Mas ainda assim é fonte:

água musical e colorida.

 

Talvez não seja também a Roma negra do Darcy.

 

Mas é certamente a força motriz

da música da minha voz antes da palavra,

água repousando no lago,

lenho queimando, luz no peito

solar, signo indecifrável.

 

No palco della lucce sobram sombras

de tudo aquilo que não existe mais

e teima em existir tão perto

como o parque diante desta moradia nova.

 

Jorge de Lima afirmou: O nome afinal

que importa à essência de um poema?

 

Mais tarde, outro poeta amado

registrou a sua perplexidade:

mas que importa um nome a esta hora

do anoitecer em São Luiz do Maranhão?

 

E eu, poeta bem menor, que nunca passei

pelo fundo do Inferno, nem pelo alto do Purgatório,

que desconheço o Paraíso — celestial ou terrestre,

importo teu nome

para celebrar em sigilo teu contorno inconsútil.

 

Emerges da multidão

mas não visualizo teu vulto.

Sei que não carregas nenhuma oferenda

aos deuses crucificados.

 

Estás viva e muda

diante das três margens do rio

e sabes que a alma

só se lava mesmo é na lama

ou no coração das águas.

 

 

 

 

 

 

¡QUE NO QUIERO VERLA!

 

 

quero que você viaje sempre

e se não quiser voltar — que não volte.

busque outros programas

de preferência algum que seja mais extenso.

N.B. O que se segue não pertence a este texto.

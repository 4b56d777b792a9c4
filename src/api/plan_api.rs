// ==========================================
// 库存运营看板 - 排产计划 API
// ==========================================
// 职责: 将人工排产计划追加写入 Production.xlsx 的 line_plan 工作表
// 约定:
// - 文件 / 工作表不存在时新建，并写入表头 Date, Line, SKU, ItemName, Qty
// - 其他工作表按单元格值原样保留（不保留样式与公式）
// - 写入失败原样返回底层错误，不做回滚
// ==========================================

use std::path::{Path, PathBuf};

use rust_xlsxwriter::{Format, Workbook, Worksheet};
use tracing::{debug, info};

use crate::api::error::{ApiError, ApiResult};
use crate::domain::plan::{
    PlanRow, SavePlanRequest, SavePlanResponse, PLAN_SHEET_HEADERS, PLAN_SHEET_NAME,
};
use crate::domain::sheet::CellValue;
use crate::emitter::DatasetEmitter;
use crate::importer::sheet_loader::{datetime_to_excel_serial, CalamineWorkbook};
use crate::importer::workbook_trait::WorkbookSource;

const DATE_NUM_FORMAT: &str = "yyyy-mm-dd";

/// 已有工作表的单元格网格（保留原始起始位置）
#[derive(Debug, Clone, PartialEq)]
struct SheetGrid {
    name: String,
    start_row: u32,
    start_col: u32,
    rows: Vec<Vec<CellValue>>,
}

impl SheetGrid {
    fn with_headers(name: &str) -> Self {
        Self {
            name: name.to_string(),
            start_row: 0,
            start_col: 0,
            rows: vec![PLAN_SHEET_HEADERS
                .iter()
                .map(|h| CellValue::from(*h))
                .collect()],
        }
    }
}

fn plan_row_cells(row: &PlanRow) -> Vec<CellValue> {
    vec![
        CellValue::Text(row.date.clone()),
        CellValue::Text(row.line.clone()),
        CellValue::Text(row.sku.clone()),
        CellValue::Text(row.name.clone()),
        CellValue::Number(row.qty),
    ]
}

fn is_plan_sheet(name: &str) -> bool {
    name.eq_ignore_ascii_case(PLAN_SHEET_NAME)
}

// ==========================================
// PlanApi - 排产计划 API
// ==========================================
pub struct PlanApi {
    plan_path: PathBuf,
}

impl PlanApi {
    /// # 参数
    /// - plan_path: 排产计划工作簿路径（通常为 <数据目录>/Production.xlsx）
    pub fn new(plan_path: impl Into<PathBuf>) -> Self {
        Self {
            plan_path: plan_path.into(),
        }
    }

    pub fn plan_path(&self) -> &Path {
        &self.plan_path
    }

    /// 追加排产计划
    ///
    /// # 参数
    /// - request: 待追加的计划行（不可为空）
    ///
    /// # 返回
    /// - Ok(SavePlanResponse): 写入结果，rows_after 为写入后重新读取的数据行数
    /// - Err(InvalidInput): 计划行为空
    /// - Err(ApiError): 读取 / 写入失败
    pub fn save_plan(&self, request: &SavePlanRequest) -> ApiResult<SavePlanResponse> {
        if request.rows.is_empty() {
            return Err(ApiError::InvalidInput("No rows".to_string()));
        }

        let path = self.plan_path.as_path();
        let mut sheets = if path.exists() {
            Self::read_existing(path)?
        } else {
            Vec::new()
        };

        let plan_idx = match sheets.iter().position(|s| is_plan_sheet(&s.name)) {
            Some(idx) => idx,
            None => {
                sheets.push(SheetGrid::with_headers(PLAN_SHEET_NAME));
                sheets.len() - 1
            }
        };

        let plan_sheet = &mut sheets[plan_idx];
        if plan_sheet.rows.is_empty() {
            *plan_sheet = SheetGrid {
                name: plan_sheet.name.clone(),
                ..SheetGrid::with_headers(PLAN_SHEET_NAME)
            };
        }
        plan_sheet
            .rows
            .extend(request.rows.iter().map(plan_row_cells));
        let sheet_name = plan_sheet.name.clone();

        let buffer = Self::render_workbook(&sheets)?;
        DatasetEmitter::write_atomic_bytes(path, &buffer)?;

        let rows_after = Self::count_plan_rows(path)?;
        info!(
            path = %path.display(),
            sheet = %sheet_name,
            appended = request.rows.len(),
            rows_after,
            "排产计划已写入"
        );

        Ok(SavePlanResponse {
            ok: true,
            path: path.display().to_string(),
            sheet: sheet_name,
            appended: request.rows.len(),
            rows_after,
        })
    }

    /// 读取已有工作簿的全部工作表
    fn read_existing(path: &Path) -> ApiResult<Vec<SheetGrid>> {
        let mut book = CalamineWorkbook::open(path)?;
        let mut sheets = Vec::new();

        for name in book.sheet_names() {
            let (start_row, start_col, rows) = book.read_grid(&name)?;
            debug!(sheet = %name, rows = rows.len(), "保留已有工作表");
            sheets.push(SheetGrid {
                name,
                start_row,
                start_col,
                rows,
            });
        }

        Ok(sheets)
    }

    /// 生成 xlsx 字节
    fn render_workbook(sheets: &[SheetGrid]) -> ApiResult<Vec<u8>> {
        let date_format = Format::new().set_num_format(DATE_NUM_FORMAT);
        let mut workbook = Workbook::new();

        for sheet in sheets {
            let worksheet = workbook.add_worksheet();
            worksheet.set_name(&sheet.name)?;
            Self::write_grid(worksheet, sheet, &date_format)?;
        }

        Ok(workbook.save_to_buffer()?)
    }

    fn write_grid(worksheet: &mut Worksheet, sheet: &SheetGrid, date_format: &Format) -> ApiResult<()> {
        let start_col = u16::try_from(sheet.start_col).map_err(|_| {
            ApiError::PlanWriteError(format!("工作表 {} 列偏移超出范围", sheet.name))
        })?;

        for (r, cells) in sheet.rows.iter().enumerate() {
            let row = sheet.start_row + r as u32;
            for (c, cell) in cells.iter().enumerate() {
                let col = start_col + c as u16;
                match cell {
                    CellValue::Text(s) if s.is_empty() => {}
                    CellValue::Text(s) => {
                        worksheet.write_string(row, col, s)?;
                    }
                    CellValue::Number(n) => {
                        worksheet.write_number(row, col, *n)?;
                    }
                    CellValue::Bool(b) => {
                        worksheet.write_boolean(row, col, *b)?;
                    }
                    CellValue::Date(dt) => {
                        worksheet.write_number_with_format(
                            row,
                            col,
                            datetime_to_excel_serial(dt),
                            date_format,
                        )?;
                    }
                }
            }
        }

        Ok(())
    }

    /// 重新读取 line_plan 数据行数（不含表头）
    fn count_plan_rows(path: &Path) -> ApiResult<usize> {
        let mut book = CalamineWorkbook::open(path)?;
        let sheet = book.sheet_names().into_iter().find(|n| is_plan_sheet(n));

        match sheet {
            Some(name) => Ok(book.read_sheet(&name)?.len()),
            None => Ok(0),
        }
    }
}

#[cfg(test)]
mod tests {
    use super::*;
    use tempfile::TempDir;

    fn row(date: &str, sku: &str, qty: f64) -> PlanRow {
        PlanRow {
            date: date.to_string(),
            line: "Line A".to_string(),
            sku: sku.to_string(),
            name: format!("{} name", sku),
            qty,
        }
    }

    #[test]
    fn test_empty_rows_rejected() {
        let dir = TempDir::new().unwrap();
        let api = PlanApi::new(dir.path().join("Production.xlsx"));

        let err = api.save_plan(&SavePlanRequest::default()).unwrap_err();
        assert!(matches!(err, ApiError::InvalidInput(ref m) if m == "No rows"));
        assert!(!api.plan_path().exists());
    }

    #[test]
    fn test_creates_file_then_appends() {
        let dir = TempDir::new().unwrap();
        let api = PlanApi::new(dir.path().join("Production.xlsx"));

        let first = api
            .save_plan(&SavePlanRequest {
                rows: vec![row("2025-10-20", "FG-100", 12.0)],
            })
            .unwrap();
        assert!(first.ok);
        assert_eq!(first.sheet, "line_plan");
        assert_eq!(first.appended, 1);
        assert_eq!(first.rows_after, 1);

        let second = api
            .save_plan(&SavePlanRequest {
                rows: vec![row("2025-10-21", "FG-100", 8.0), row("2025-10-21", "FG-200", 4.0)],
            })
            .unwrap();
        assert_eq!(second.appended, 2);
        assert_eq!(second.rows_after, 3);

        let mut book = CalamineWorkbook::open(api.plan_path()).unwrap();
        let records = book.read_sheet("line_plan").unwrap();
        assert_eq!(records[0]["Date"], CellValue::from("2025-10-20"));
        assert_eq!(records[0]["ItemName"], CellValue::from("FG-100 name"));
        assert_eq!(records[2]["Qty"], CellValue::Number(4.0));
    }
}
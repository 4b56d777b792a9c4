// ==========================================
// 样例工作簿生成器
// ==========================================
// 用途: 生成可直接导入的样例数据目录
// 输出: <目录>/MasterData.xlsx, <目录>/Transactions.xlsx
// 用法: generate_workbooks [目录]（默认 EXCEL_DATA_DIR 或 ./data/connected-workbooks）
// ==========================================

use chrono::{Datelike, Duration, Local, NaiveDate};
use rust_xlsxwriter::{Format, Workbook, Worksheet, XlsxError};
use std::error::Error;
use std::path::PathBuf;

// 1899-12-30（Excel 序列号 0）
const EXCEL_EPOCH_DAYS_FROM_CE: i32 = 693_594;

const FG_HEADER: &[&str] = &[
    "PartNo", "PartName", "Category", "UoM", "qty", "Min", "Max", "Location",
];
const RM_HEADER: &[&str] = &["PartNo", "PartName", "UoM", "qty", "Min", "Max", "Location"];
const BOM_HEADER: &[&str] = &["ParentPartNo", "ComponentPartNo", "QtyPer", "ScrapPct"];
const PO_HEADER: &[&str] = &[
    "FileName", "PurchaseOrder", "VendorName", "PO-date", "InvoiceDate", "part no.",
    "ProductDescription", "Quantity", "Unit",
];
const SO_HEADER: &[&str] = &[
    "SaleOrder No.", "CustomerName", "SO-date", "PartNo", "ProductDescription", "Quantity",
];
const RECEIPT_HEADER: &[&str] = &[
    "Date", "PurchaseOrder", "VendorName", "ProductCode", "Quantity", "Receiver", "Status",
];
const PRODUCTION_HEADER: &[&str] = &[
    "Date", "Line", "ItemCode", "ItemName", "QtyProduced", "QtyRejected", "Shift", "Operator",
];
const MOVEMENT_HEADER: &[&str] = &[
    "PartNo", "Date", "MovementType", "QtyDelta", "RefType", "RefNo", "Location",
];

const VENDORS: &[&str] = &["Acme Metals", "Beta Supply", "Gamma Parts"];
const CUSTOMERS: &[&str] = &["Contoso", "Fabrikam", "Northwind"];
const LINES: &[&str] = &["Line A", "Line B", "Line C"];

// 成品 (SKU, 名称, 在库, 下限)
const FINISHED_GOODS: &[(&str, &str, f64, f64)] = &[
    ("FG-100", "Widget Alpha", 0.0, 10.0),
    ("FG-200", "Widget Beta", 25.0, 10.0),
    ("FG-300", "Widget Gamma", 4.0, 5.0),
    ("FG-400", "Widget Delta", 120.0, 20.0),
];

// 原料 (SKU, 名称, 单位, 在库, 下限)
const RAW_MATERIALS: &[(&str, &str, &str, f64, f64)] = &[
    ("RM-200", "Steel Rod", "KG", 0.0, 5.0),
    ("RM-300", "Bolt M8", "EA", 1500.0, 100.0),
    ("RM-400", "Paint (Blue)", "L", 12.0, 20.0),
];

// BOM (父件, 子件, 用量)
const BOM: &[(&str, &str, f64)] = &[
    ("FG-100", "RM-200", 2.0),
    ("FG-100", "RM-300", 4.0),
    ("FG-200", "RM-300", 10.0),
    ("FG-300", "RM-300", 6.0),
    ("FG-300", "RM-400", 0.5),
    ("FG-400", "RM-400", 1.0),
];

struct SheetWriter<'a> {
    sheet: &'a mut Worksheet,
    date_format: &'a Format,
    row: u32,
}

impl<'a> SheetWriter<'a> {
    fn new(sheet: &'a mut Worksheet, date_format: &'a Format, header: &[&str]) -> Result<Self, XlsxError> {
        for (col, title) in header.iter().enumerate() {
            sheet.write_string(0, col as u16, *title)?;
        }
        Ok(Self {
            sheet,
            date_format,
            row: 1,
        })
    }

    fn text(&mut self, col: u16, value: &str) -> Result<(), XlsxError> {
        if !value.is_empty() {
            self.sheet.write_string(self.row, col, value)?;
        }
        Ok(())
    }

    fn number(&mut self, col: u16, value: f64) -> Result<(), XlsxError> {
        self.sheet.write_number(self.row, col, value)?;
        Ok(())
    }

    fn date(&mut self, col: u16, value: NaiveDate) -> Result<(), XlsxError> {
        let serial = (value.num_days_from_ce() - EXCEL_EPOCH_DAYS_FROM_CE) as f64;
        self.sheet
            .write_number_with_format(self.row, col, serial, self.date_format)?;
        Ok(())
    }

    fn next_row(&mut self) {
        self.row += 1;
    }
}

fn output_dir() -> PathBuf {
    std::env::args()
        .nth(1)
        .or_else(|| std::env::var("EXCEL_DATA_DIR").ok())
        .map(PathBuf::from)
        .unwrap_or_else(|| PathBuf::from("./data/connected-workbooks"))
}

fn main() -> Result<(), Box<dyn Error>> {
    let dir = output_dir();
    std::fs::create_dir_all(&dir)?;
    println!("开始生成样例工作簿: {}", dir.display());

    let today = Local::now().date_naive();

    // 1. 主数据
    generate_master_data(&dir.join("MasterData.xlsx"))?;

    // 2. 交易数据（PO / SO / 收货 / 生产 / 流水）
    generate_transactions(&dir.join("Transactions.xlsx"), today)?;

    println!("✓ 样例工作簿生成完成！");
    Ok(())
}

fn generate_master_data(path: &PathBuf) -> Result<(), Box<dyn Error>> {
    let date_format = Format::new().set_num_format("yyyy-mm-dd");
    let mut workbook = Workbook::new();

    let sheet = workbook.add_worksheet().set_name("Finished Goods")?;
    let mut w = SheetWriter::new(sheet, &date_format, FG_HEADER)?;
    for (i, (sku, name, on_hand, min)) in FINISHED_GOODS.iter().enumerate() {
        w.text(0, sku)?;
        w.text(1, name)?;
        w.text(2, "FG")?;
        w.text(3, "EA")?;
        w.number(4, *on_hand)?;
        w.number(5, *min)?;
        w.number(6, min * 5.0)?;
        w.text(7, &format!("A{}", i + 1))?;
        w.next_row();
    }

    let sheet = workbook.add_worksheet().set_name("Raw Material")?;
    let mut w = SheetWriter::new(sheet, &date_format, RM_HEADER)?;
    for (i, (sku, name, uom, on_hand, min)) in RAW_MATERIALS.iter().enumerate() {
        w.text(0, sku)?;
        w.text(1, name)?;
        w.text(2, uom)?;
        w.number(3, *on_hand)?;
        w.number(4, *min)?;
        w.number(5, min * 10.0)?;
        w.text(6, &format!("B{}", i + 1))?;
        w.next_row();
    }

    let sheet = workbook.add_worksheet().set_name("BOM")?;
    let mut w = SheetWriter::new(sheet, &date_format, BOM_HEADER)?;
    for (parent, component, qty_per) in BOM {
        w.text(0, parent)?;
        w.text(1, component)?;
        w.number(2, *qty_per)?;
        w.number(3, 0.02)?;
        w.next_row();
    }

    workbook.save(path)?;
    println!("✓ 生成 {} ({} 成品, {} 原料, {} BOM 行)",
        path.display(), FINISHED_GOODS.len(), RAW_MATERIALS.len(), BOM.len());
    Ok(())
}

fn generate_transactions(path: &PathBuf, today: NaiveDate) -> Result<(), Box<dyn Error>> {
    let date_format = Format::new().set_num_format("yyyy-mm-dd");
    let mut workbook = Workbook::new();

    // PO_Combined: 每张采购单 2 行明细
    let sheet = workbook.add_worksheet().set_name("PO_Combined")?;
    let mut w = SheetWriter::new(sheet, &date_format, PO_HEADER)?;
    for i in 0..12usize {
        let po = 6_100_765_509u64 + (i / 2) as u64;
        let (sku, name, uom, _, _) = RAW_MATERIALS[i % RAW_MATERIALS.len()];
        w.text(0, &format!("invoice_{:03}.pdf", i / 2))?;
        w.number(1, po as f64)?;
        w.text(2, VENDORS[(i / 2) % VENDORS.len()])?;
        w.date(3, today + Duration::days(7 + (i / 2) as i64 * 3))?;
        w.date(4, today - Duration::days(14 - (i / 2) as i64 * 2))?;
        w.text(5, sku)?;
        w.text(6, name)?;
        w.number(7, 40.0 + (i * 7 % 30) as f64)?;
        w.text(8, uom)?;
        w.next_row();
    }

    // SO_Combined
    let sheet = workbook.add_worksheet().set_name("SO_Combined")?;
    let mut w = SheetWriter::new(sheet, &date_format, SO_HEADER)?;
    for i in 0..8usize {
        let (sku, name, _, _) = FINISHED_GOODS[i % FINISHED_GOODS.len()];
        w.text(0, &format!("SO-{}", 5001 + i))?;
        w.text(1, CUSTOMERS[i % CUSTOMERS.len()])?;
        w.date(2, today - Duration::days(i as i64 * 2))?;
        w.text(3, sku)?;
        w.text(4, name)?;
        w.number(5, 10.0 + (i * 11 % 70) as f64)?;
        w.next_row();
    }

    // 收货（工作表名沿用源文件拼写）
    let sheet = workbook.add_worksheet().set_name("Trascations")?;
    let mut w = SheetWriter::new(sheet, &date_format, RECEIPT_HEADER)?;
    for i in 0..6usize {
        let (sku, _, _, _, _) = RAW_MATERIALS[i % RAW_MATERIALS.len()];
        w.date(0, today - Duration::days(6 - i as i64))?;
        w.number(1, (6_100_765_509u64 + (i / 2) as u64) as f64)?;
        w.text(2, VENDORS[(i / 2) % VENDORS.len()])?;
        w.text(3, sku)?;
        w.number(4, 20.0 + (i * 5) as f64)?;
        w.text(5, ["Lee", "Patel", "Garcia"][i % 3])?;
        w.text(6, "OK")?;
        w.next_row();
    }

    // 生产记录
    let sheet = workbook.add_worksheet().set_name("ProductionLog")?;
    let mut w = SheetWriter::new(sheet, &date_format, PRODUCTION_HEADER)?;
    for i in 0..9usize {
        let (sku, name, _, _) = FINISHED_GOODS[i % FINISHED_GOODS.len()];
        w.date(0, today - Duration::days(9 - i as i64))?;
        w.text(1, LINES[i % LINES.len()])?;
        w.text(2, sku)?;
        w.text(3, name)?;
        w.number(4, 15.0 + (i * 3) as f64)?;
        w.number(5, (i % 3) as f64)?;
        w.text(6, ["Day", "Night"][i % 2])?;
        w.text(7, ["Kim", "Singh", "Okafor"][i % 3])?;
        w.next_row();
    }

    // 库存流水
    let sheet = workbook.add_worksheet().set_name("Movements")?;
    let mut w = SheetWriter::new(sheet, &date_format, MOVEMENT_HEADER)?;
    for i in 0..10usize {
        let sku = if i % 2 == 0 {
            RAW_MATERIALS[i % RAW_MATERIALS.len()].0
        } else {
            FINISHED_GOODS[i % FINISHED_GOODS.len()].0
        };
        let (movement, delta, ref_type) = match i % 3 {
            0 => ("Receipt", 25.0, "PO"),
            1 => ("Issue", -8.0, "WO"),
            _ => ("Adjust", 1.0, "CC"),
        };
        w.text(0, sku)?;
        w.date(1, today - Duration::days(10 - i as i64))?;
        w.text(2, movement)?;
        w.number(3, delta)?;
        w.text(4, ref_type)?;
        w.text(5, &format!("{}-{}", ref_type, 100 + i))?;
        w.text(6, "MAIN")?;
        w.next_row();
    }

    workbook.save(path)?;
    println!("✓ 生成 {} (PO / SO / 收货 / 生产 / 流水)", path.display());
    Ok(())
}
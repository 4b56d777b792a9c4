// ==========================================
// 库存运营看板 - 领域层
// ==========================================
// 职责: 实体与值类型定义，不包含 I/O
// ==========================================

pub mod activity;
pub mod dashboard;
pub mod item;
pub mod order;
pub mod plan;
pub mod sheet;
pub mod snapshot;
pub mod types;

// 重导出核心类型
pub use activity::{InventoryMovement, ProductionRecord, Receipt};
pub use dashboard::{ActivityItem, ExpediteItem, Kpi, MorningListItem};
pub use item::{BomBottleneck, BomCapacityResult, BomLine, Item, StockItem};
pub use order::{CombinedOrderLine, OrderSide, PurchaseOrder, SalesOrder};
pub use plan::{PlanRow, SavePlanRequest, SavePlanResponse};
pub use sheet::{CellValue, RawRecord};
pub use snapshot::{DashboardSnapshot, DebugSample, ExcelDebug};
pub use types::{
    ActivityType, ExpediteType, MorningListType, MovementType, Priority, Severity,
    StockCategory, StockStatus, Trend,
};
// ==========================================
// 库存运营看板 - 运行配置
// ==========================================
// 来源优先级: 命令行参数 > 环境变量 > 默认值
// ==========================================

use std::path::PathBuf;
use std::time::Duration;

// ==========================================
// 配置键（环境变量名）
// ==========================================
pub mod config_keys {
    // 数据源
    pub const EXCEL_DATA_DIR: &str = "EXCEL_DATA_DIR";
    pub const PRODUCTION_PLAN_FILE: &str = "PRODUCTION_PLAN_FILE";

    // 输出
    pub const DASHBOARD_OUTPUT: &str = "DASHBOARD_OUTPUT";
    pub const DASHBOARD_JSON_OUTPUT: &str = "DASHBOARD_JSON_OUTPUT";

    // 诊断
    pub const EXCEL_DEBUG: &str = "EXCEL_DEBUG";

    // 热加载
    pub const DASHBOARD_WATCH_INTERVAL_MS: &str = "DASHBOARD_WATCH_INTERVAL_MS";
}

pub const DEFAULT_DATA_DIR: &str = "./data/connected-workbooks";
pub const DEFAULT_OUTPUT: &str = "./src/lib/data.ts";
pub const DEFAULT_PLAN_FILE: &str = "Production.xlsx";
pub const DEFAULT_WATCH_INTERVAL_MS: u64 = 1000;

/// 诊断开关: 仅 "1" / "true" 视为开启
pub fn is_debug_flag(value: &str) -> bool {
    matches!(value.trim(), "1" | "true")
}

// ==========================================
// DashboardConfig
// ==========================================
#[derive(Debug, Clone, PartialEq)]
pub struct DashboardConfig {
    pub data_dir: PathBuf,
    /// TypeScript 数据模块输出路径
    pub output: Option<PathBuf>,
    /// JSON 文档输出路径
    pub json_output: Option<PathBuf>,
    pub excel_debug: bool,
    pub watch_interval: Duration,
    /// 排产计划工作簿文件名（位于数据目录下）
    pub plan_file: String,
}

impl Default for DashboardConfig {
    fn default() -> Self {
        Self {
            data_dir: PathBuf::from(DEFAULT_DATA_DIR),
            output: Some(PathBuf::from(DEFAULT_OUTPUT)),
            json_output: None,
            excel_debug: false,
            watch_interval: Duration::from_millis(DEFAULT_WATCH_INTERVAL_MS),
            plan_file: DEFAULT_PLAN_FILE.to_string(),
        }
    }
}

impl DashboardConfig {
    /// 从进程环境变量加载
    pub fn from_env() -> Self {
        Self::from_lookup(|key| std::env::var(key).ok())
    }

    /// 从任意键值来源加载（空值视为未设置）
    pub fn from_lookup<F>(lookup: F) -> Self
    where
        F: Fn(&str) -> Option<String>,
    {
        let get = |key: &str| {
            lookup(key)
                .map(|v| v.trim().to_string())
                .filter(|v| !v.is_empty())
        };
        let defaults = Self::default();

        let watch_interval = get(config_keys::DASHBOARD_WATCH_INTERVAL_MS)
            .and_then(|v| v.parse::<u64>().ok())
            .filter(|ms| *ms > 0)
            .map(Duration::from_millis)
            .unwrap_or(defaults.watch_interval);

        Self {
            data_dir: get(config_keys::EXCEL_DATA_DIR)
                .map(PathBuf::from)
                .unwrap_or(defaults.data_dir),
            output: get(config_keys::DASHBOARD_OUTPUT)
                .map(PathBuf::from)
                .or(defaults.output),
            json_output: get(config_keys::DASHBOARD_JSON_OUTPUT).map(PathBuf::from),
            excel_debug: get(config_keys::EXCEL_DEBUG)
                .map(|v| is_debug_flag(&v))
                .unwrap_or(false),
            watch_interval,
            plan_file: get(config_keys::PRODUCTION_PLAN_FILE).unwrap_or(defaults.plan_file),
        }
    }

    /// 排产计划工作簿完整路径
    pub fn plan_path(&self) -> PathBuf {
        self.data_dir.join(&self.plan_file)
    }
}
// ==========================================
// 库存运营看板 - API层错误类型
// ==========================================
// 职责: 定义API层错误类型，转换导入层错误为调用方可读的错误消息
// 约定: 写入路径的失败原样携带底层错误文本，不做回滚
// ==========================================

use crate::importer::error::ImportError;
use thiserror::Error;

/// API层错误类型
#[derive(Error, Debug)]
pub enum ApiError {
    // ==========================================
    // 业务规则错误
    // ==========================================
    #[error("无效输入: {0}")]
    InvalidInput(String),

    #[error("资源未找到: {0}")]
    NotFound(String),

    /// 快照尚未生成（首次导入未完成或失败）
    #[error("数据快照不可用: {0}")]
    SnapshotUnavailable(String),

    // ==========================================
    // 导入 / 写入错误
    // ==========================================
    #[error("工作簿导入失败: {0}")]
    ImportError(String),

    #[error("排产计划写入失败: {0}")]
    PlanWriteError(String),

    // ==========================================
    // 通用错误
    // ==========================================
    #[error("内部错误: {0}")]
    InternalError(String),

    #[error(transparent)]
    Other(#[from] anyhow::Error),
}

// ==========================================
// 从 ImportError 转换
// ==========================================
impl From<ImportError> for ApiError {
    fn from(err: ImportError) -> Self {
        match err {
            ImportError::MasterWorkbookMissing { .. } | ImportError::DataDirUnreadable { .. } => {
                ApiError::ImportError(err.to_string())
            }
            ImportError::ExcelWriteError(msg) => ApiError::PlanWriteError(msg),
            ImportError::FileNotFound(path) => ApiError::NotFound(format!("文件不存在: {}", path)),
            ImportError::UnsupportedFormat(ext) => {
                ApiError::InvalidInput(format!("不支持的文件格式: {}", ext))
            }
            ImportError::SerializationError(msg) => ApiError::InvalidInput(msg),
            ImportError::InternalError(msg) => ApiError::InternalError(msg),
            ImportError::Other(err) => ApiError::Other(err),
            other => ApiError::ImportError(other.to_string()),
        }
    }
}

impl From<rust_xlsxwriter::XlsxError> for ApiError {
    fn from(err: rust_xlsxwriter::XlsxError) -> Self {
        ApiError::PlanWriteError(err.to_string())
    }
}

impl From<serde_json::Error> for ApiError {
    fn from(err: serde_json::Error) -> Self {
        ApiError::InvalidInput(format!("JSON 解析失败: {}", err))
    }
}

/// Result 类型别名
pub type ApiResult<T> = Result<T, ApiError>;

e vá visitar os teus museus

e viver nas regiões mais inóspitas:

que tal o Musée du Panthéon National Haïtien?

ou o Museu de Serra Leoa,

em Freetown?

afinal essas viagens

são um imperativo do  trabalho.

e Rodin já dizia: o trabalho é tudo.

sem trabalho as pedras

continuariam pedras

— e os trançados da vida

não estariam aqui

no traço talhado.

o que importa é trabalhar

para transformar nosso olhar

mudar a direção da alma

e viver na concentração do corpo.

não dissipar nada

nem diluir o vinho

nem preservar a esquálida integridade

dos medos e do pouco pão

dividido.

resguardar apenas as funduras desse ser

habitante dos precipícios

e dos despenhadeiros,

neblina da minha alma,

entroncamento de caminhos.

 

não, eu não quero me habituar às tuas partidas

nem às vestimentas cotidianas.

também não quero trajes apertados

nem sininhos no pescoço.

sei que a vida é uma contínua queimação

de etapas,

de imagens

e de clareiras.

Atropelos fazem parte

— e astrosbelos também.

mas quem perde ali

a aliança

não lamenta o fogo

cruzado
nem os colapsos

isolados.

questões sempre postas

nas mesas

nas camas

— e onde a resposta?

perguntas dissolvem-se em soluções

retilíneas.

mas se as retas não existem

e se já não existem os júbilos e as celebrações

o que fazer com essa angústia:

chamar Kierkegaard?

ou afinar os ouvidos para ouvir Holderlin

e a solidão absoluta de Rainer?

claro que a vida não é só proximidade.

encontro

desencontro

reencontro.

faz parte da vida esse capinar sozinho

faz parte da vida esse capinar

faz parte da vida

faz parte

faz

e o que é que eu fiz

diante de você naquela tarde

de desorientadas navegações

bússolas quebradas que retornam

retorcidas

caminhos da minha alma

em agonia

 

(se não fossem os meus erros

se não fossem os teus)

se não fossem

se não

se

não, não há nenhum touro em minha frente.

também não há nenhuma arena em minha memória.

mas por que meu relógio permanece parado

a las cinco en punto de la tarde?

pura coincidência de um verso

que a-tingiu meu universo

de vermelho

vermelho como la sangre de Ignacio

sobre la arena.

ou como tuas unhas pintadas

que eu não quero ver

que eu não quero ver

o aceno de tuas mãos

em mais nenhuma despedida.

 

                  

 

 

 

 

 

 

 

 


Rubens Jardim. Poeta e jornalista paulistano (1946). Publicou poemas em várias antologias, no Brasil e no exterior, e os livros Ultimatum(1966), Espelho Riscado(1978) e Cantares da Paixão (2008).Fez parte da Catequese Poética nos anos 60, participou da 1ª Bienal Internacional de Poesia de Brasília, integra a coleção Poesia Viva do CCSP com a plaquete Fora da Estante(2012)e vem publicando, desde 2011, a série AS MULHERES POETAS... em seu blogue: www.rubensjardim.com.